Top of DATA TO USE

//! # Domain Types
//!
//! Core domain types used throughout Bodega.
//!
//! ## Type Hierarchy
//! ```text
//! ┌─────────────────────────────────────────────────────────────────────────┐
//! │                         Domain Types                                    │
//! │                                                                         │
//! │  ┌─────────────────┐   ┌─────────────────┐   ┌─────────────────┐       │
//! │  │    Product      │   │      User       │   │    Session      │       │
//! │  │  ─────────────  │   │  ─────────────  │   │  ─────────────  │       │
//! │  │  id (UUID)      │   │  id (UUID)      │   │  token          │       │
//! │  │  name, price    │   │  name, email    │   │  user (denorm.) │       │
//! │  │  stock, vendor  │   │  hashedPassword │   └─────────────────┘       │
//! │  │  category       │   └─────────────────┘                             │
//! │  └─────────────────┘                                                   │
//! │                                                                         │
//! │  ┌─────────────────┐   ┌─────────────────┐   ┌─────────────────┐       │
//! │  │  ProductDraft   │   │  ProductPatch   │   │   SignUpForm    │       │
//! │  │  (add payload,  │   │  (typed partial │   │   Credentials   │       │
//! │  │   no id)        │   │   update)       │   │   ProfileUpdate │       │
//! │  └─────────────────┘   └─────────────────┘   └─────────────────┘       │
//! └─────────────────────────────────────────────────────────────────────────┘
//! ```
//!
//! ## Wire Compatibility
//! Every persisted type serializes to camelCase JSON, byte-compatible with
//! what the mobile frontend already stores on devices (`imageUrl`,
//! `isActive`, `hashedPassword`). Changing a field name here is a breaking
//! change for existing installs.

use serde::{Deserialize, Serialize};
use ts_rs::TS;

// =============================================================================
// Product Category
// =============================================================================

/// Catalog category for a product.
///
/// Serialized as the display strings the frontend renders, so the stored
/// JSON doubles as the UI label.
#[derive(Debug, Clone, Copy, PartialEq, Eq, Serialize, Deserialize, TS)]
#[ts(export)]
pub enum ProductCategory {
    Electronics,
    Clothing,
    #[serde(rename = "Home Appliances")]
    HomeAppliances,
    Books,
    Sports,
    Food,
    Beauty,
    Toys,
    Automotive,
    Health,
    Furniture,
    Other,
}

// =============================================================================
// Product
// =============================================================================

/// A product in the catalog.
///
/// ## Invariants
/// - `id` is immutable once assigned (never overwritten by a patch)
/// - every Product referenced by the collection index has a stored record
#[derive(Debug, Clone, PartialEq, Serialize, Deserialize, TS)]
#[serde(rename_all = "camelCase")]
#[ts(export)]
pub struct Product {
    /// Unique identifier (UUID v4), generated at creation time.
    pub id: String,

    /// Display name shown in the catalog.
    pub name: String,

    /// Longer description for the detail screen.
    pub description: String,

    /// Unit price. Positive.
    pub price: f64,

    /// Units on hand. Non-negative by construction.
    pub stock: u32,

    /// Catalog category.
    pub category: ProductCategory,

    /// Vendor / brand name.
    pub vendor: String,

    /// URI of the product image.
    pub image_url: String,

    /// Whether the product is visible in the catalog.
    pub is_active: bool,
}

/// Payload for creating a product: a [`Product`] minus the `id`.
///
/// The repository generates the id and builds the full entity.
#[derive(Debug, Clone, PartialEq, Serialize, Deserialize, TS)]
#[serde(rename_all = "camelCase")]
#[ts(export)]
pub struct ProductDraft {
    pub name: String,
    pub description: String,
    pub price: f64,
    pub stock: u32,
    pub category: ProductCategory,
    pub vendor: String,
    pub image_url: String,
    pub is_active: bool,
}

impl ProductDraft {
    /// Builds the full entity from this draft and a freshly generated id.
    pub fn into_product(self, id: String) -> Product {
        Product {
            id,
            name: self.name,
            description: self.description,
            price: self.price,
            stock: self.stock,
            category: self.category,
            vendor: self.vendor,
            image_url: self.image_url,
            is_active: self.is_active,
        }
    }
}

/// Typed partial update for a product.
///
/// ## Why Not a Loose JSON Object?
/// The original duck-typed "spread a partial object over the record" update
/// could smuggle in arbitrary fields (including `id`). This struct lists
/// exactly the mutable fields; unknown fields are rejected at the serde
/// boundary and `id` simply is not present.
#[derive(Debug, Clone, Default, PartialEq, Serialize, Deserialize, TS)]
#[serde(rename_all = "camelCase", deny_unknown_fields)]
#[ts(export)]
pub struct ProductPatch {
    #[serde(default, skip_serializing_if = "Option::is_none")]
    pub name: Option<String>,
    #[serde(default, skip_serializing_if = "Option::is_none")]
    pub description: Option<String>,
    #[serde(default, skip_serializing_if = "Option::is_none")]
    pub price: Option<f64>,
    #[serde(default, skip_serializing_if = "Option::is_none")]
    pub stock: Option<u32>,
    #[serde(default, skip_serializing_if = "Option::is_none")]
    pub category: Option<ProductCategory>,
    #[serde(default, skip_serializing_if = "Option::is_none")]
    pub vendor: Option<String>,
    #[serde(default, skip_serializing_if = "Option::is_none")]
    pub image_url: Option<String>,
    #[serde(default, skip_serializing_if = "Option::is_none")]
    pub is_active: Option<bool>,
}

impl ProductPatch {
    /// Returns true when the patch carries no changes.
    pub fn is_empty(&self) -> bool {
        self.name.is_none()
            && self.description.is_none()
            && self.price.is_none()
            && self.stock.is_none()
            && self.category.is_none()
            && self.vendor.is_none()
            && self.image_url.is_none()
            && self.is_active.is_none()
    }

    /// Merges this patch over an existing product.
    ///
    /// The `id` of `base` is preserved unconditionally.
    pub fn apply_to(&self, base: &Product) -> Product {
        Product {
            id: base.id.clone(),
            name: self.name.clone().unwrap_or_else(|| base.name.clone()),
            description: self
                .description
                .clone()
                .unwrap_or_else(|| base.description.clone()),
            price: self.price.unwrap_or(base.price),
            stock: self.stock.unwrap_or(base.stock),
            category: self.category.unwrap_or(base.category),
            vendor: self.vendor.clone().unwrap_or_else(|| base.vendor.clone()),
            image_url: self
                .image_url
                .clone()
                .unwrap_or_else(|| base.image_url.clone()),
            is_active: self.is_active.unwrap_or(base.is_active),
        }
    }
}

// =============================================================================
// User & Session
// =============================================================================

/// A registered user account.
///
/// `hashed_password` is an Argon2 PHC string, never the plaintext.
#[derive(Debug, Clone, PartialEq, Serialize, Deserialize, TS)]
#[serde(rename_all = "camelCase")]
#[ts(export)]
pub struct User {
    /// Unique identifier (UUID v4).
    pub id: String,

    /// Display name.
    pub name: String,

    /// Normalized (trimmed, lowercased) email. Unique across accounts.
    pub email: String,

    /// Salted Argon2 hash of the password (PHC string format).
    pub hashed_password: String,
}

/// Denormalized details of the signed-in user, stored alongside the token.
///
/// Kept separate from [`User`] so the session record never carries the
/// password hash.
#[derive(Debug, Clone, PartialEq, Serialize, Deserialize, TS)]
#[serde(rename_all = "camelCase")]
#[ts(export)]
pub struct SessionUser {
    pub id: String,
    pub name: String,
    pub email: String,
}

impl From<&User> for SessionUser {
    fn from(user: &User) -> Self {
        SessionUser {
            id: user.id.clone(),
            name: user.name.clone(),
            email: user.email.clone(),
        }
    }
}

/// The active session: token plus denormalized user details.
#[derive(Debug, Clone, PartialEq, Serialize, Deserialize, TS)]
#[serde(rename_all = "camelCase")]
#[ts(export)]
pub struct Session {
    /// Cryptographically random session token (hex).
    pub token: String,

    /// Denormalized details of the signed-in user.
    pub user: SessionUser,
}

// =============================================================================
// Auth Forms
// =============================================================================

/// Sign-up form payload.
#[derive(Debug, Clone, Serialize, Deserialize, TS)]
#[serde(rename_all = "camelCase")]
#[ts(export)]
pub struct SignUpForm {
    pub name: String,
    pub email: String,
    pub password: String,
    pub confirm_password: String,
}

/// Sign-in credentials.
#[derive(Debug, Clone, Serialize, Deserialize, TS)]
#[serde(rename_all = "camelCase")]
#[ts(export)]
pub struct Credentials {
    pub email: String,
    pub password: String,
}

/// Profile edit payload (name + email only; passwords have their own flow).
#[derive(Debug, Clone, Serialize, Deserialize, TS)]
#[serde(rename_all = "camelCase")]
#[ts(export)]
pub struct ProfileUpdate {
    pub name: String,
    pub email: String,
}

// =============================================================================
// Unit Tests
// =============================================================================

#[cfg(test)]
mod tests {
    use super::*;

    fn sample_product() -> Product {
        Product {
            id: "1001".to_string(),
            name: "Espresso Grinder".to_string(),
            description: "Conical burr grinder with 40 settings".to_string(),
            price: 89.99,
            stock: 12,
            category: ProductCategory::HomeAppliances,
            vendor: "Brewline".to_string(),
            image_url: "https://img.example.com/grinder.jpg".to_string(),
            is_active: true,
        }
    }

    #[test]
    fn test_product_serializes_to_frontend_shape() {
        let json = serde_json::to_value(sample_product()).unwrap();

        // Field names must match what the mobile app already persisted.
        assert_eq!(json["imageUrl"], "https://img.example.com/grinder.jpg");
        assert_eq!(json["isActive"], true);
        assert_eq!(json["category"], "Home Appliances");
        assert!(json.get("image_url").is_none());
    }

    #[test]
    fn test_product_reads_stored_frontend_json() {
        // Captured from a device running the original app.
        let raw = r#"{
            "id": "1716891321000",
            "name": "Trail Shoes",
            "description": "Lightweight trail running shoes",
            "price": 59.5,
            "stock": 3,
            "category": "Sports",
            "vendor": "Northpeak",
            "imageUrl": "file:///photos/shoes.jpg",
            "isActive": false
        }"#;

        let product: Product = serde_json::from_str(raw).unwrap();
        assert_eq!(product.id, "1716891321000");
        assert_eq!(product.category, ProductCategory::Sports);
        assert_eq!(product.price, 59.5);
        assert!(!product.is_active);
    }

    #[test]
    fn test_user_serializes_hashed_password_field() {
        let user = User {
            id: "u-1".to_string(),
            name: "Ada".to_string(),
            email: "ada@example.com".to_string(),
            hashed_password: "$argon2id$v=19$m=19456,t=2,p=1$abc$def".to_string(),
        };
        let json = serde_json::to_value(&user).unwrap();
        assert!(json.get("hashedPassword").is_some());
        assert!(json.get("hashed_password").is_none());
    }

    #[test]
    fn test_patch_rejects_unknown_fields() {
        // `id` is not a patchable field; neither is anything misspelled.
        let err = serde_json::from_str::<ProductPatch>(r#"{"id": "evil"}"#);
        assert!(err.is_err());

        let err = serde_json::from_str::<ProductPatch>(r#"{"pricee": 3.5}"#);
        assert!(err.is_err());
    }

    #[test]
    fn test_patch_preserves_id_and_unset_fields() {
        let base = sample_product();
        let patch = ProductPatch {
            price: Some(99.5),
            stock: Some(0),
            ..ProductPatch::default()
        };

        let merged = patch.apply_to(&base);
        assert_eq!(merged.id, base.id);
        assert_eq!(merged.price, 99.5);
        assert_eq!(merged.stock, 0);
        assert_eq!(merged.name, base.name);
        assert_eq!(merged.category, base.category);
    }

    #[test]
    fn test_empty_patch_is_identity() {
        let base = sample_product();
        let patch = ProductPatch::default();
        assert!(patch.is_empty());
        assert_eq!(patch.apply_to(&base), base);
    }

    #[test]
    fn test_session_user_drops_password_hash() {
        let user = User {
            id: "u-1".to_string(),
            name: "Ada".to_string(),
            email: "ada@example.com".to_string(),
            hashed_password: "$argon2id$...".to_string(),
        };
        let details = SessionUser::from(&user);
        let json = serde_json::to_value(&details).unwrap();
        assert!(json.get("hashedPassword").is_none());
        assert_eq!(json["email"], "ada@example.com");
    }
}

Bottom of DATA TO USE

## [WHAT YOU ARE ASKED TO DO]
From the material above, retype precisely the lines between the line holding "at creation time." and the line holding "pub struct ProductDraft", inclusive, and nothing beyond them.

## [RESPONSE BOX]
    /// Unique identifier (UUID v4), generated at creation time.
    pub id: String,

    /// Display name shown in the catalog.
    pub name: String,

    /// Longer description for the detail screen.
    pub description: String,

    /// Unit price. Positive.
    pub price: f64,

    /// Units on hand. Non-negative by construction.
    pub stock: u32,

    /// Catalog category.
    pub category: ProductCategory,

    /// Vendor / brand name.
    pub vendor: String,

    /// URI of the product image.
    pub image_url: String,

    /// Whether the product is visible in the catalog.
    pub is_active: bool,
}

/// Payload for creating a product: a [`Product`] minus the `id`.
///
/// The repository generates the id and builds the full entity.
#[derive(Debug, Clone, PartialEq, Serialize, Deserialize, TS)]
#[serde(rename_all = "camelCase")]
#[ts(export)]
pub struct ProductDraft {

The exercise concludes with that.